Produco conserve di pomodoro artigianali di qualità, anche in regime biologico, con metodi obiettivamente diversi rispetto alle produzioni industriali. Scrivo perciò in etichetta “senza acido citrico”, e “pastorizzato a bagnomaria”, come è vero, per distinguere i miei prodotti.

I controllori del Ministero Politiche Agricole e Forestali e i Carabinieri antifrode sembrano però infastiditi da queste indicazioni in etichetta. Vorrei una Sua opinione al proposito.

Molte grazie

Antonio

——————————————————————————————————————–Risponde l’avvocato Dario Dongo, Ph.D. in diritto alimentare europeo

Caro Antonio buonasera,

complimenti anzitutto per il lodevole impegno nel produrre conserve bio di qualità, all’antica maniera!

Le notizie da Te riportate in etichetta si qualificano come informazioni volontarie. Sono perciò soggette ai requisiti generali di veridicità, trasparenza e chiarezza che sono prescritti dal regolamento (UE) n. 1169/11, agli articoli 7 e 36.

L’analisi di conformità delle indicazioni riportate rispetto alla normativa vigente si può quindi espletare verificando l’ABC dei requisiti sopra richiamati.

A) Veridicità

La veridicità delle notizie offerte in etichetta e pubblicità di un alimento – così come per altri beni e servizi, applicandosi sempre anche il Codice del Consumo (d.lgs. 206/05) – comporta anche la loro dimostrabilità. Vale a dire che l’operatore deve essere in grado dimostrare quanto comunicato, alle autorità che eventualmente ne esprimano richiesta, mediante fatti e dati obiettivi. Nel caso di specie:

il processo di lavorazione (pastorizzazione a bagnomaria) può venire descritto nei documenti relativi all’autocontrollo (manuali di buone prassi igieniche e HACCP),

il non-impiego dell’acido citrico a sua volta può venire dimostrato mediante esibizione delle procedure di lavorazione. Laddove tale additivo non sia impiegato in alcuna delle lavorazioni eseguite nello stabilimento, anche i registri di rintracciabilità potranno risultare utili a comprovare la notizia offerta.
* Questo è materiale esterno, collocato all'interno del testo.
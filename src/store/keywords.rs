use crate::store::{load_records, save_records, KeyValueStore, StoreError};

/// Maximum keywords carried into one generation request.
pub const MAX_KEYWORDS: usize = 3;

/// Result of an add attempt.
#[derive(Debug, Clone, Copy, PartialEq, Eq)]
pub enum KeywordUpdate {
    Added,
    Duplicate,
    LimitReached,
}

/// Per-region saved keyword lists, reloaded when a region is revisited.
pub struct KeywordBook {
    store: Box<dyn KeyValueStore>,
}

impl KeywordBook {
    pub fn new(store: Box<dyn KeyValueStore>) -> Self {
        Self { store }
    }

    fn key_for(region_code: &str) -> String {
        format!("keywords_{}", region_code)
    }

    pub fn list(&self, region_code: &str) -> Result<Vec<String>, StoreError> {
        load_records(self.store.as_ref(), &Self::key_for(region_code))
    }

    /// Add a keyword to a region's list. Duplicates and additions past
    /// the limit are rejected, mirroring the input screen's rules.
    pub fn add(&self, region_code: &str, keyword: &str) -> Result<KeywordUpdate, StoreError> {
        let keyword = keyword.trim();
        let mut keywords = self.list(region_code)?;
        if keywords.iter().any(|k| k == keyword) {
            return Ok(KeywordUpdate::Duplicate);
        }
        if keywords.len() >= MAX_KEYWORDS {
            return Ok(KeywordUpdate::LimitReached);
        }
        keywords.push(keyword.to_string());
        save_records(self.store.as_ref(), &Self::key_for(region_code), &keywords)?;
        Ok(KeywordUpdate::Added)
    }

    /// Remove a keyword; returns whether it was present.
    pub fn remove(&self, region_code: &str, keyword: &str) -> Result<bool, StoreError> {
        let mut keywords = self.list(region_code)?;
        let before = keywords.len();
        keywords.retain(|k| k != keyword);
        if keywords.len() == before {
            return Ok(false);
        }
        save_records(self.store.as_ref(), &Self::key_for(region_code), &keywords)?;
        Ok(true)
    }
}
B) Trasparenza e non-ingannevolezza

Senza acido citrico’ è una informazione che si inquadra nel contesto delle dichiarazioni c.d. ‘free from (o ‘senza...’). Ed è sicuramente legittima, nel caso di una conserva di pomodoro, qualora esistano sul mercato prodotti analoghi che invece contengano tale additivo. Il quale viene effettivamente impiegato, con la funzione di correttore di acidità.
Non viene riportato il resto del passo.